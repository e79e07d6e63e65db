//! Observability and Metrics
//!
//! Counters for the handshake filter. Every handshake ends in exactly one
//! terminal outcome: rewritten, or passed through (with an optional failure
//! reason recorded alongside).
//!
//! Uses atomic counters for thread-safe metrics collection.

use std::sync::atomic::{AtomicU64, Ordering};
use std::time::Instant;
use tracing::info;

/// Metrics collector for handshake filtering
#[derive(Debug)]
pub struct Metrics {
    /// Hostnames handed to the filter
    pub handshakes_total: AtomicU64,
    /// Hostnames that carried an embedded payload
    pub payloads_detected: AtomicU64,
    /// Hostnames rewritten with a resolved identity
    pub rewrites: AtomicU64,
    /// Hostnames returned unchanged
    pub pass_throughs: AtomicU64,
    /// Payloads that failed to decrypt
    pub decrypt_failures: AtomicU64,
    /// Payloads with the wrong field count
    pub invalid_payloads: AtomicU64,
    /// Payloads with a corrupt numeric or linked-player field
    pub decode_errors: AtomicU64,
    /// Remainders too short to substitute into
    pub short_remainders: AtomicU64,
    start_time: Instant,
}

/// Point-in-time copy of [`Metrics`]
#[derive(Debug, Clone, Copy, PartialEq, Eq, Default)]
pub struct MetricsSnapshot {
    pub handshakes_total: u64,
    pub payloads_detected: u64,
    pub rewrites: u64,
    pub pass_throughs: u64,
    pub decrypt_failures: u64,
    pub invalid_payloads: u64,
    pub decode_errors: u64,
    pub short_remainders: u64,
}

impl Metrics {
    /// Create a new metrics collector
    pub fn new() -> Self {
        Self {
            handshakes_total: AtomicU64::new(0),
            payloads_detected: AtomicU64::new(0),
            rewrites: AtomicU64::new(0),
            pass_throughs: AtomicU64::new(0),
            decrypt_failures: AtomicU64::new(0),
            invalid_payloads: AtomicU64::new(0),
            decode_errors: AtomicU64::new(0),
            short_remainders: AtomicU64::new(0),
            start_time: Instant::now(),
        }
    }

    pub fn handshake_seen(&self) {
        self.handshakes_total.fetch_add(1, Ordering::Relaxed);
    }

    pub fn payload_detected(&self) {
        self.payloads_detected.fetch_add(1, Ordering::Relaxed);
    }

    pub fn rewritten(&self) {
        self.rewrites.fetch_add(1, Ordering::Relaxed);
    }

    pub fn passed_through(&self) {
        self.pass_throughs.fetch_add(1, Ordering::Relaxed);
    }

    pub fn decrypt_failed(&self) {
        self.decrypt_failures.fetch_add(1, Ordering::Relaxed);
    }

    pub fn invalid_payload(&self) {
        self.invalid_payloads.fetch_add(1, Ordering::Relaxed);
    }

    pub fn decode_failed(&self) {
        self.decode_errors.fetch_add(1, Ordering::Relaxed);
    }

    pub fn short_remainder(&self) {
        self.short_remainders.fetch_add(1, Ordering::Relaxed);
    }

    /// Get uptime in seconds
    pub fn uptime_secs(&self) -> u64 {
        self.start_time.elapsed().as_secs()
    }

    /// Copy the current counter values
    pub fn snapshot(&self) -> MetricsSnapshot {
        MetricsSnapshot {
            handshakes_total: self.handshakes_total.load(Ordering::Relaxed),
            payloads_detected: self.payloads_detected.load(Ordering::Relaxed),
            rewrites: self.rewrites.load(Ordering::Relaxed),
            pass_throughs: self.pass_throughs.load(Ordering::Relaxed),
            decrypt_failures: self.decrypt_failures.load(Ordering::Relaxed),
            invalid_payloads: self.invalid_payloads.load(Ordering::Relaxed),
            decode_errors: self.decode_errors.load(Ordering::Relaxed),
            short_remainders: self.short_remainders.load(Ordering::Relaxed),
        }
    }

    /// Share of handshakes that were rewritten (0.0 - 1.0)
    pub fn rewrite_rate(&self) -> f64 {
        let total = self.handshakes_total.load(Ordering::Relaxed);
        if total == 0 {
            return 0.0;
        }
        self.rewrites.load(Ordering::Relaxed) as f64 / total as f64
    }

    /// Log all metrics
    pub fn log_summary(&self) {
        let s = self.snapshot();
        info!(
            uptime_secs = self.uptime_secs(),
            handshakes_total = s.handshakes_total,
            payloads_detected = s.payloads_detected,
            rewrites = s.rewrites,
            pass_throughs = s.pass_throughs,
            decrypt_failures = s.decrypt_failures,
            invalid_payloads = s.invalid_payloads,
            decode_errors = s.decode_errors,
            short_remainders = s.short_remainders,
            rewrite_rate = %format!("{:.2}%", self.rewrite_rate() * 100.0),
            "Handshake filter metrics"
        );
    }

    /// Reset all counters (for testing)
    #[cfg(test)]
    pub fn reset(&self) {
        self.handshakes_total.store(0, Ordering::Relaxed);
        self.payloads_detected.store(0, Ordering::Relaxed);
        self.rewrites.store(0, Ordering::Relaxed);
        self.pass_throughs.store(0, Ordering::Relaxed);
        self.decrypt_failures.store(0, Ordering::Relaxed);
        self.invalid_payloads.store(0, Ordering::Relaxed);
        self.decode_errors.store(0, Ordering::Relaxed);
        self.short_remainders.store(0, Ordering::Relaxed);
    }
}

impl Default for Metrics {
    fn default() -> Self {
        Self::new()
    }
}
####
**Task prompt**
Your reply must be the entries above, returned word for word.

**Written solution**
repository e79e07d6e63e65db
//! Observability and Metrics
//!
//! Counters for the handshake filter. Every handshake ends in exactly one
//! terminal outcome: rewritten, or passed through (with an optional failure
//! reason recorded alongside).
//!
//! Uses atomic counters for thread-safe metrics collection.

use std::sync::atomic::{AtomicU64, Ordering};
use std::time::Instant;
use tracing::info;

/// Metrics collector for handshake filtering
#[derive(Debug)]
pub struct Metrics {
    /// Hostnames handed to the filter
    pub handshakes_total: AtomicU64,
    /// Hostnames that carried an embedded payload
    pub payloads_detected: AtomicU64,
    /// Hostnames rewritten with a resolved identity
    pub rewrites: AtomicU64,
    /// Hostnames returned unchanged
    pub pass_throughs: AtomicU64,
    /// Payloads that failed to decrypt
    pub decrypt_failures: AtomicU64,
    /// Payloads with the wrong field count
    pub invalid_payloads: AtomicU64,
    /// Payloads with a corrupt numeric or linked-player field
    pub decode_errors: AtomicU64,
    /// Remainders too short to substitute into
    pub short_remainders: AtomicU64,
    start_time: Instant,
}

/// Point-in-time copy of [`Metrics`]
#[derive(Debug, Clone, Copy, PartialEq, Eq, Default)]
pub struct MetricsSnapshot {
    pub handshakes_total: u64,
    pub payloads_detected: u64,
    pub rewrites: u64,
    pub pass_throughs: u64,
    pub decrypt_failures: u64,
    pub invalid_payloads: u64,
    pub decode_errors: u64,
    pub short_remainders: u64,
}

impl Metrics {
    /// Create a new metrics collector
    pub fn new() -> Self {
        Self {
            handshakes_total: AtomicU64::new(0),
            payloads_detected: AtomicU64::new(0),
            rewrites: AtomicU64::new(0),
            pass_throughs: AtomicU64::new(0),
            decrypt_failures: AtomicU64::new(0),
            invalid_payloads: AtomicU64::new(0),
            decode_errors: AtomicU64::new(0),
            short_remainders: AtomicU64::new(0),
            start_time: Instant::now(),
        }
    }

    pub fn handshake_seen(&self) {
        self.handshakes_total.fetch_add(1, Ordering::Relaxed);
    }

    pub fn payload_detected(&self) {
        self.payloads_detected.fetch_add(1, Ordering::Relaxed);
    }

    pub fn rewritten(&self) {
        self.rewrites.fetch_add(1, Ordering::Relaxed);
    }

    pub fn passed_through(&self) {
        self.pass_throughs.fetch_add(1, Ordering::Relaxed);
    }

    pub fn decrypt_failed(&self) {
        self.decrypt_failures.fetch_add(1, Ordering::Relaxed);
    }

    pub fn invalid_payload(&self) {
        self.invalid_payloads.fetch_add(1, Ordering::Relaxed);
    }

    pub fn decode_failed(&self) {
        self.decode_errors.fetch_add(1, Ordering::Relaxed);
    }

    pub fn short_remainder(&self) {
        self.short_remainders.fetch_add(1, Ordering::Relaxed);
    }

    /// Get uptime in seconds
    pub fn uptime_secs(&self) -> u64 {
        self.start_time.elapsed().as_secs()
    }

    /// Copy the current counter values
    pub fn snapshot(&self) -> MetricsSnapshot {
        MetricsSnapshot {
            handshakes_total: self.handshakes_total.load(Ordering::Relaxed),
            payloads_detected: self.payloads_detected.load(Ordering::Relaxed),
            rewrites: self.rewrites.load(Ordering::Relaxed),
            pass_throughs: self.pass_throughs.load(Ordering::Relaxed),
            decrypt_failures: self.decrypt_failures.load(Ordering::Relaxed),
            invalid_payloads: self.invalid_payloads.load(Ordering::Relaxed),
            decode_errors: self.decode_errors.load(Ordering::Relaxed),
            short_remainders: self.short_remainders.load(Ordering::Relaxed),
        }
    }

    /// Share of handshakes that were rewritten (0.0 - 1.0)
    pub fn rewrite_rate(&self) -> f64 {
        let total = self.handshakes_total.load(Ordering::Relaxed);
        if total == 0 {
            return 0.0;
        }
        self.rewrites.load(Ordering::Relaxed) as f64 / total as f64
    }

    /// Log all metrics
    pub fn log_summary(&self) {
        let s = self.snapshot();
        info!(
            uptime_secs = self.uptime_secs(),
            handshakes_total = s.handshakes_total,
            payloads_detected = s.payloads_detected,
            rewrites = s.rewrites,
            pass_throughs = s.pass_throughs,
            decrypt_failures = s.decrypt_failures,
            invalid_payloads = s.invalid_payloads,
            decode_errors = s.decode_errors,
            short_remainders = s.short_remainders,
            rewrite_rate = %format!("{:.2}%", self.rewrite_rate() * 100.0),
            "Handshake filter metrics"
        );
    }

    /// Reset all counters (for testing)
    #[cfg(test)]
    pub fn reset(&self) {
        self.handshakes_total.store(0, Ordering::Relaxed);
        self.payloads_detected.store(0, Ordering::Relaxed);
        self.rewrites.store(0, Ordering::Relaxed);
        self.pass_throughs.store(0, Ordering::Relaxed);
        self.decrypt_failures.store(0, Ordering::Relaxed);
        self.invalid_payloads.store(0, Ordering::Relaxed);
        self.decode_errors.store(0, Ordering::Relaxed);
        self.short_remainders.store(0, Ordering::Relaxed);
    }
}

impl Default for Metrics {
    fn default() -> Self {
        Self::new()
    }
}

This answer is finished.